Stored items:

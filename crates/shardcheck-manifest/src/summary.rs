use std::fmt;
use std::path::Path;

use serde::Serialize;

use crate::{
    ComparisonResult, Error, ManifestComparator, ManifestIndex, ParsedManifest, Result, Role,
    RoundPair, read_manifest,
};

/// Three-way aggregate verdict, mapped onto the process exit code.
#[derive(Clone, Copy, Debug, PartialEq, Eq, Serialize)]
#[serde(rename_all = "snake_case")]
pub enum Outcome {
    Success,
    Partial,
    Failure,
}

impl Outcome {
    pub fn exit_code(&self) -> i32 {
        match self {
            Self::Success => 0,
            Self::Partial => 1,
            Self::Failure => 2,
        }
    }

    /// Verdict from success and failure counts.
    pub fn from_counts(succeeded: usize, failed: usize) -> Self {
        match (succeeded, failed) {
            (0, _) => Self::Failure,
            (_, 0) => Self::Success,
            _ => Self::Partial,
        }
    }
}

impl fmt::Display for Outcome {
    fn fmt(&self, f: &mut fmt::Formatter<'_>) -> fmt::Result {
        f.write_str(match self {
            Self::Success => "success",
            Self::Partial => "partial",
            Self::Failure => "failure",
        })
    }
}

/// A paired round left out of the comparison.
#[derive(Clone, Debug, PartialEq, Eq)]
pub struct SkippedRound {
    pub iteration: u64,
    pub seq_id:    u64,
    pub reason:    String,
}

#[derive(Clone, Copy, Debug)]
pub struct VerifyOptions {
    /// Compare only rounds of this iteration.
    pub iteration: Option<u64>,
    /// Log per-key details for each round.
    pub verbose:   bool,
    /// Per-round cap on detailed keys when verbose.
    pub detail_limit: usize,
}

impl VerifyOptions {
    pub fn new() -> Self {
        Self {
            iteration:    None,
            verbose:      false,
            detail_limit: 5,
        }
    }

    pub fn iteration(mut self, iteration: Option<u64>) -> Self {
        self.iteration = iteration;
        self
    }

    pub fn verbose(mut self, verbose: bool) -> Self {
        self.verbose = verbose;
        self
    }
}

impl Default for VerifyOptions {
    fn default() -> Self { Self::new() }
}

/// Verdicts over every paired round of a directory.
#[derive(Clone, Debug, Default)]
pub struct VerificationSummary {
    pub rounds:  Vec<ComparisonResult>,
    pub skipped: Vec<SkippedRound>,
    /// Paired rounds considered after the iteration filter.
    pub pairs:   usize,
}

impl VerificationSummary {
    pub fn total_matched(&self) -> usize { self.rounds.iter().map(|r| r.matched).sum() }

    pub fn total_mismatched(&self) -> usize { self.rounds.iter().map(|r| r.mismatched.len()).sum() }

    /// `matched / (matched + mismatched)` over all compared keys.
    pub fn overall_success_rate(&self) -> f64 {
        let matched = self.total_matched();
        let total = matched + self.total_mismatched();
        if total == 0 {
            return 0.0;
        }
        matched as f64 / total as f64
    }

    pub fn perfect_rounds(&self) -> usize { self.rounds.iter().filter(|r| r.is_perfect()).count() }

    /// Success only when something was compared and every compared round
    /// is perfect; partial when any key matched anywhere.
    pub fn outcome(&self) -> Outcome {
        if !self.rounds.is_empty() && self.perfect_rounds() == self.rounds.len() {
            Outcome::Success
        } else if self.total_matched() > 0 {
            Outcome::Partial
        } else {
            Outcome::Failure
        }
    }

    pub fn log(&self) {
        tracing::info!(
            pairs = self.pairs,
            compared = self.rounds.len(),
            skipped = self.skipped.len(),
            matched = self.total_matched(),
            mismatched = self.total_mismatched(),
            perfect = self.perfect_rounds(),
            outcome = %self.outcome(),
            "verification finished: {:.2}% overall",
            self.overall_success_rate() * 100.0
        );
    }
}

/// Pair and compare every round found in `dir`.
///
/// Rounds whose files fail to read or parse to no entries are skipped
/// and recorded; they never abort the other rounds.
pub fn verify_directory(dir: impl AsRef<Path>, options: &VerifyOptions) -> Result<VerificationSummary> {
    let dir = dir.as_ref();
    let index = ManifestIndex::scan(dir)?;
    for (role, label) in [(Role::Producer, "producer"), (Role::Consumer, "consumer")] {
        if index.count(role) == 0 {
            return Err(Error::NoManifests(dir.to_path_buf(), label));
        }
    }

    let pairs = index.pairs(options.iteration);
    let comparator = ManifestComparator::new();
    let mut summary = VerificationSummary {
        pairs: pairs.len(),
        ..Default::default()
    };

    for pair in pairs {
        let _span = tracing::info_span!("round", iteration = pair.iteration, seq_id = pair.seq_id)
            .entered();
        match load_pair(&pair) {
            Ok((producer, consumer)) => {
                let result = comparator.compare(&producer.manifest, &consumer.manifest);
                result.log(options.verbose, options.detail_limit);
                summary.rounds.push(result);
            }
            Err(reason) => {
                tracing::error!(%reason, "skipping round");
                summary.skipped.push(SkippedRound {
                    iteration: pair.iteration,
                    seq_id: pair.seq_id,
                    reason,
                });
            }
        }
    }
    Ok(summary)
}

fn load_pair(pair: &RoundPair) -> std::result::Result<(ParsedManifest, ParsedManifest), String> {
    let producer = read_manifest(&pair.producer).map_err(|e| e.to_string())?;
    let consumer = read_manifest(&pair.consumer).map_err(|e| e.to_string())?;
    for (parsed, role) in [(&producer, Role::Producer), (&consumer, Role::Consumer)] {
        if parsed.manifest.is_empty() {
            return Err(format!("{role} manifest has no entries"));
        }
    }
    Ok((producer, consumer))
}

Problem requirements = Note down each line above where the word "VerifyOptions" occurs.

Task output =
pub struct VerifyOptions {
impl VerifyOptions {
impl Default for VerifyOptions {
pub fn verify_directory(dir: impl AsRef<Path>, options: &VerifyOptions) -> Result<VerificationSummary> {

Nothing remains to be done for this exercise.